◆ **Task description**:
Beginning at the line containing "self.phases.iter().find(|phase| phase.id == id)" in the material below and ending at the line containing "phase.ordinal == ordinal)", return each line exactly and add nothing.

[Information given Boundary: Start]

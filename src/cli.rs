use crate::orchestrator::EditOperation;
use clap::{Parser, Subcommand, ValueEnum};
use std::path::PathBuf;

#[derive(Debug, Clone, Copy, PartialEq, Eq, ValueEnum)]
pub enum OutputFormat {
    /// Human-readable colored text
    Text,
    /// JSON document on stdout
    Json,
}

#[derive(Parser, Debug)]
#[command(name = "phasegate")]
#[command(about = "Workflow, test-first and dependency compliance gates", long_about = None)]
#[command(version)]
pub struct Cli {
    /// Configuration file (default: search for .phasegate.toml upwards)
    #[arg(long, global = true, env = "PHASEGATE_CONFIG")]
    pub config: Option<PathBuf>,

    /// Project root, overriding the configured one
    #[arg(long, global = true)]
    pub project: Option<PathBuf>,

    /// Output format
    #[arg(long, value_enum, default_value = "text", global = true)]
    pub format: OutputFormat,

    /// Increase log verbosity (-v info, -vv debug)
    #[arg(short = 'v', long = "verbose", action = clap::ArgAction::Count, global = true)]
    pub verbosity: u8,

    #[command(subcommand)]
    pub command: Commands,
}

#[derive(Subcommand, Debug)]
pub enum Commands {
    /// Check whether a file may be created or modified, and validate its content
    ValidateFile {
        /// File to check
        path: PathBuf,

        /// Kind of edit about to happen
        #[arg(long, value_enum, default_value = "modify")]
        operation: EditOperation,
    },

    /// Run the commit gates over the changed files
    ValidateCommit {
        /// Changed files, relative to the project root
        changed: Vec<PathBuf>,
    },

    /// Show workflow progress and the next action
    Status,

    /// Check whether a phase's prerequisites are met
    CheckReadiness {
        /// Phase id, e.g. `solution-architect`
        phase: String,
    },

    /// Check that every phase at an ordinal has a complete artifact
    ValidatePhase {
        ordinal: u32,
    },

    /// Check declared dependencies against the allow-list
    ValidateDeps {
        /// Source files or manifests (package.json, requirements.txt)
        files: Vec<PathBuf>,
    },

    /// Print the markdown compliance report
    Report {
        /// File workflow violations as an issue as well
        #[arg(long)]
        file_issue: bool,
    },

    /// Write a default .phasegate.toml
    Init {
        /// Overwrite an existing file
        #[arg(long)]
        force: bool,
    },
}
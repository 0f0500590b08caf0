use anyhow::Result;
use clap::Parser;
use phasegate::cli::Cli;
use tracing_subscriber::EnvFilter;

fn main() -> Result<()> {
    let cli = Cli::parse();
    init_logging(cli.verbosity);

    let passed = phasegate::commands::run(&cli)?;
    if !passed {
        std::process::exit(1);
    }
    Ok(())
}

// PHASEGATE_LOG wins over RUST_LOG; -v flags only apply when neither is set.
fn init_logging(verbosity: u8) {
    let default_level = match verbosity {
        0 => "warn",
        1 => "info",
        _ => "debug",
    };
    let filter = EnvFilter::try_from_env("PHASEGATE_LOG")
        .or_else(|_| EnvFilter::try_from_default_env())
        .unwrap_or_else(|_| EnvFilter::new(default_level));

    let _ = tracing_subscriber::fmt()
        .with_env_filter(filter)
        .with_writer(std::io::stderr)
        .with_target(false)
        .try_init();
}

[Information given Boundary: End]
[Information given Boundary: Start]

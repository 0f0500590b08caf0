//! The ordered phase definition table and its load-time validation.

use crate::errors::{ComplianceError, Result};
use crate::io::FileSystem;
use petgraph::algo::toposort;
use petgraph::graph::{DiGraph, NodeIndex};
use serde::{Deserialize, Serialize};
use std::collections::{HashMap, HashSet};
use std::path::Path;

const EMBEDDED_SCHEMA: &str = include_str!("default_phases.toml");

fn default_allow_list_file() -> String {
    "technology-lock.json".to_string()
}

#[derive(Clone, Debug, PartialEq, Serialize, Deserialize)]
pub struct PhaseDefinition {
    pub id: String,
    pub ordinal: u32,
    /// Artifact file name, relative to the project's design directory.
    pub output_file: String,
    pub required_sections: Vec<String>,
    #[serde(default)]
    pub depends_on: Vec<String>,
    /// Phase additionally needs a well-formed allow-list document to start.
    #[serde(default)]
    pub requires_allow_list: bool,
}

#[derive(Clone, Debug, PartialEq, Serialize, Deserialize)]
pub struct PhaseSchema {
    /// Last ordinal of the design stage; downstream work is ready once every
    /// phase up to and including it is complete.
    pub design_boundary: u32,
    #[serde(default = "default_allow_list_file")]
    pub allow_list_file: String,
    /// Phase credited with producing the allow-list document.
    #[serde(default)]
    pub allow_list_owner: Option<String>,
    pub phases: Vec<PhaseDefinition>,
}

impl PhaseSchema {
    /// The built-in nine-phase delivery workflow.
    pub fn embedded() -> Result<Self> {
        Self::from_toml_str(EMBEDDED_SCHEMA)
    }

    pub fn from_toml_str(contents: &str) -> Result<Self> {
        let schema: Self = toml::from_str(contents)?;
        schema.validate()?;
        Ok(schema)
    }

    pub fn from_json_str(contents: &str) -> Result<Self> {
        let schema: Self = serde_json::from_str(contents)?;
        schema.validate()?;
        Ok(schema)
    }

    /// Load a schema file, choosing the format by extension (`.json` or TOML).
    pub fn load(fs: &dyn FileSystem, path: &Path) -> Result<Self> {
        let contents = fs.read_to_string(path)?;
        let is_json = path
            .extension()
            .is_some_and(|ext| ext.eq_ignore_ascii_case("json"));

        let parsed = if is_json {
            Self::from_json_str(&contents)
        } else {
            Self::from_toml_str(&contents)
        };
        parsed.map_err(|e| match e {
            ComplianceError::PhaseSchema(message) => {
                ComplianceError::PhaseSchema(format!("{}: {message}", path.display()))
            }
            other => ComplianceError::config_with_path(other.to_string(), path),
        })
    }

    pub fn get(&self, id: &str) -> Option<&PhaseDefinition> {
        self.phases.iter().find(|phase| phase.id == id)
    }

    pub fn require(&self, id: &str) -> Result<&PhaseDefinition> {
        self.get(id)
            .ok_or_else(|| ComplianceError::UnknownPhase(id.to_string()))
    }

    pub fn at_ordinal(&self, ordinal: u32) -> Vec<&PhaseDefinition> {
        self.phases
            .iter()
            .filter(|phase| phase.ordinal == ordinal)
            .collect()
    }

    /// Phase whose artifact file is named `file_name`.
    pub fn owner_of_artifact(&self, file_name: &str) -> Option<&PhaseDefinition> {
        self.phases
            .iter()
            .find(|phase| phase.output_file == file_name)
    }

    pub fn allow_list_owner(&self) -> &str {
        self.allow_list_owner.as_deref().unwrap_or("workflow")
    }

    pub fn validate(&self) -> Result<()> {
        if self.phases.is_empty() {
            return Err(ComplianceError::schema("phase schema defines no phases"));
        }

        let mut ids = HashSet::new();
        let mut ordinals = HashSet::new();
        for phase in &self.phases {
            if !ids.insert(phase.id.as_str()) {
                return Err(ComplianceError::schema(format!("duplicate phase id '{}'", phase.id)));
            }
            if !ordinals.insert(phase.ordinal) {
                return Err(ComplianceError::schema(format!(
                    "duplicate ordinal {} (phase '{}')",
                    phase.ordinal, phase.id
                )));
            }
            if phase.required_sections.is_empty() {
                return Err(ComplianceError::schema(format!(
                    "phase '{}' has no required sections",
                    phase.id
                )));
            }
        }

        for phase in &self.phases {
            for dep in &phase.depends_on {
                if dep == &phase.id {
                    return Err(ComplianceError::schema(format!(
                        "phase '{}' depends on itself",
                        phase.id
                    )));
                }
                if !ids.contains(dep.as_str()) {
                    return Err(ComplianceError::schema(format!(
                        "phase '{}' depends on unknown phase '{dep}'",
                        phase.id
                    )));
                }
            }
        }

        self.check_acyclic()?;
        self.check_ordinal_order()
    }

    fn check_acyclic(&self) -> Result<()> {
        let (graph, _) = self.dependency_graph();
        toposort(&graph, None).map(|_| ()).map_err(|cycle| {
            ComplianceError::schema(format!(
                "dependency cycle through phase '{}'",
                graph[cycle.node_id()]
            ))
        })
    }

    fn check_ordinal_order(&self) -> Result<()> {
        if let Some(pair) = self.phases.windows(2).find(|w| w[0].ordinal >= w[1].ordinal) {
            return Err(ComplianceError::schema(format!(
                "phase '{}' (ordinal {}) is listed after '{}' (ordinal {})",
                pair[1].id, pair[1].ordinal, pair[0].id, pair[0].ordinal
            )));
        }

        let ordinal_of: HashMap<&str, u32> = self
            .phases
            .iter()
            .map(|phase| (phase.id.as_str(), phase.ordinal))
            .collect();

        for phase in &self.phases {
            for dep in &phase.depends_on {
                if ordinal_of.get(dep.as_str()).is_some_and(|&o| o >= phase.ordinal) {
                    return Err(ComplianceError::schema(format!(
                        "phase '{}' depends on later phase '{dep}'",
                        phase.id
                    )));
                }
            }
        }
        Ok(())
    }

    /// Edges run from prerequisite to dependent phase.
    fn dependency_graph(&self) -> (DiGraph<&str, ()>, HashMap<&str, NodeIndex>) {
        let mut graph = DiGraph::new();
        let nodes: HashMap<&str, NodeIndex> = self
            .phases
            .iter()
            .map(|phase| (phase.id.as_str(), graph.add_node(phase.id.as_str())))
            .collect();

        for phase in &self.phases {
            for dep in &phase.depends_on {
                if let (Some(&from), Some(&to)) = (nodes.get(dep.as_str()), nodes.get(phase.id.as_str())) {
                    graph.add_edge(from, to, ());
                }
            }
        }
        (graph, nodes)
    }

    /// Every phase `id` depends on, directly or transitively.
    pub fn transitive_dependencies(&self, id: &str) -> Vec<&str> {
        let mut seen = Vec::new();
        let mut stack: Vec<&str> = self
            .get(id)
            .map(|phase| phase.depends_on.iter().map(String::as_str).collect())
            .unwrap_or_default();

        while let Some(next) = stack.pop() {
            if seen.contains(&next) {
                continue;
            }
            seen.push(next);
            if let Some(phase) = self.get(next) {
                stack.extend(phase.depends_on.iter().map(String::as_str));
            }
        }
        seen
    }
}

[Information given Boundary: End]

◆ **Solved problem**:
        self.phases.iter().find(|phase| phase.id == id)
    }

    pub fn require(&self, id: &str) -> Result<&PhaseDefinition> {
        self.get(id)
            .ok_or_else(|| ComplianceError::UnknownPhase(id.to_string()))
    }

    pub fn at_ordinal(&self, ordinal: u32) -> Vec<&PhaseDefinition> {
        self.phases
            .iter()
            .filter(|phase| phase.ordinal == ordinal)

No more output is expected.